Saved data entries:

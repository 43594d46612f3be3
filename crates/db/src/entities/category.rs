//! Restaurant category entity.

use sea_orm::entity::prelude::*;
use serde::{Deserialize, Serialize};

#[derive(Clone, Debug, PartialEq, Eq, DeriveEntityModel, Serialize, Deserialize)]
#[sea_orm(table_name = "category")]
pub struct Model {
    #[sea_orm(primary_key)]
    pub id: i32,

    /// Display name (not unique)
    pub name: String,
}

#[derive(Copy, Clone, Debug, EnumIter, DeriveRelation)]
pub enum Relation {
    #[sea_orm(has_many = "super::restaurant::Entity")]
    Restaurants,

    #[sea_orm(has_many = "super::food_poll_vote::Entity")]
    FoodPollVotes,
}

impl Related<super::restaurant::Entity> for Entity {
    fn to() -> RelationDef {
        Relation::Restaurants.def()
    }
}

impl Related<super::food_poll_vote::Entity> for Entity {
    fn to() -> RelationDef {
        Relation::FoodPollVotes.def()
    }
}

impl ActiveModelBehavior for ActiveModel {}
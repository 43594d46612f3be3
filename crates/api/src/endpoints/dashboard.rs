//! Main page data for a signed-in user.

use axum::{Json, Router, extract::State, routing::get};
use serde::Serialize;
use where2go_common::AppResult;
use where2go_core::{FoodPollData, PresenceData, RestaurantListing};
use where2go_db::entities::{Presence, category};

use crate::{extractors::AuthUser, middleware::AppState, response::UserResponse};

/// Everything the dashboard renders.
#[derive(Serialize)]
pub struct DashboardResponse {
    pub user: UserResponse,
    pub categories: Vec<category::Model>,
    pub restaurants: Vec<RestaurantListing>,
    pub poll_data: FoodPollData,
    pub user_votes: Vec<i32>,
    pub presence_data: PresenceData,
    pub user_vote: Option<Presence>,
}

async fn dashboard(
    AuthUser(user): AuthUser,
    State(state): State<AppState>,
) -> AppResult<Json<DashboardResponse>> {
    let categories = state.catalog_service.list_categories().await?;
    let restaurants = state.catalog_service.list_restaurants().await?;
    let food = state.poll_service.food_poll_snapshot(user.id).await?;
    let presence = state.poll_service.presence_snapshot(user.id).await?;

    Ok(Json(DashboardResponse {
        user: user.into(),
        categories,
        restaurants,
        poll_data: food.poll_data,
        user_votes: food.user_votes,
        presence_data: presence.presence_data,
        user_vote: presence.user_vote,
    }))
}

pub fn router() -> Router<AppState> {
    Router::new().route("/dashboard", get(dashboard))
}
//! One-shot status messages for the admin view.
//!
//! A flash is stored URL-encoded as `level|message` in a cookie. The next
//! `GET /admin-dashboard` reads it and removes the cookie.

use axum_extra::extract::cookie::{Cookie, CookieJar, SameSite};
use serde::Serialize;
use where2go_common::{AppError, config::SessionConfig};

/// Severity of a flash message.
#[derive(Debug, Clone, Copy, PartialEq, Eq, Serialize)]
#[serde(rename_all = "lowercase")]
pub enum FlashLevel {
    Success,
    Warning,
    Error,
    Info,
}

impl FlashLevel {
    const fn as_str(self) -> &'static str {
        match self {
            Self::Success => "success",
            Self::Warning => "warning",
            Self::Error => "error",
            Self::Info => "info",
        }
    }

    fn parse(value: &str) -> Option<Self> {
        match value {
            "success" => Some(Self::Success),
            "warning" => Some(Self::Warning),
            "error" => Some(Self::Error),
            "info" => Some(Self::Info),
            _ => None,
        }
    }
}

/// A pending status message.
#[derive(Debug, Clone, PartialEq, Eq, Serialize)]
pub struct Flash {
    pub level: FlashLevel,
    pub message: String,
}

impl Flash {
    pub fn success(message: impl Into<String>) -> Self {
        Self {
            level: FlashLevel::Success,
            message: message.into(),
        }
    }

    pub fn error(message: impl Into<String>) -> Self {
        Self {
            level: FlashLevel::Error,
            message: message.into(),
        }
    }

    fn encode(&self) -> String {
        urlencoding::encode(&format!("{}|{}", self.level.as_str(), self.message)).into_owned()
    }

    fn decode(raw: &str) -> Option<Self> {
        let decoded = urlencoding::decode(raw).ok()?;
        let (level, message) = decoded.split_once('|')?;
        Some(Self {
            level: FlashLevel::parse(level)?,
            message: message.to_string(),
        })
    }
}

impl From<&AppError> for Flash {
    /// Refused deletes are warnings; every other failure is an error.
    fn from(err: &AppError) -> Self {
        match err {
            AppError::IntegrityBlocked(_) => Self {
                level: FlashLevel::Warning,
                message: err.user_message(),
            },
            _ => Self::error(err.user_message()),
        }
    }
}

/// Store a flash for the next admin page load.
#[must_use]
pub fn set_flash(jar: CookieJar, config: &SessionConfig, flash: &Flash) -> CookieJar {
    jar.add(
        Cookie::build((config.flash_cookie_name.clone(), flash.encode()))
            .http_only(true)
            .same_site(SameSite::Lax)
            .secure(config.secure)
            .path("/"),
    )
}

/// Read and clear the pending flash, if any.
///
/// An unreadable cookie is cleared and ignored.
#[must_use]
pub fn take_flash(jar: CookieJar, config: &SessionConfig) -> (CookieJar, Option<Flash>) {
    let Some(raw) = jar
        .get(&config.flash_cookie_name)
        .map(|c| c.value().to_string())
    else {
        return (jar, None);
    };

    let jar = jar.remove(Cookie::build((config.flash_cookie_name.clone(), "")).path("/"));
    (jar, Flash::decode(&raw))
}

Task brief:
What lines of the preceding data include the string "Info"? Pull them out.

Solution to the problem:
    Info,
            Self::Info => "info",
            "info" => Some(Self::Info),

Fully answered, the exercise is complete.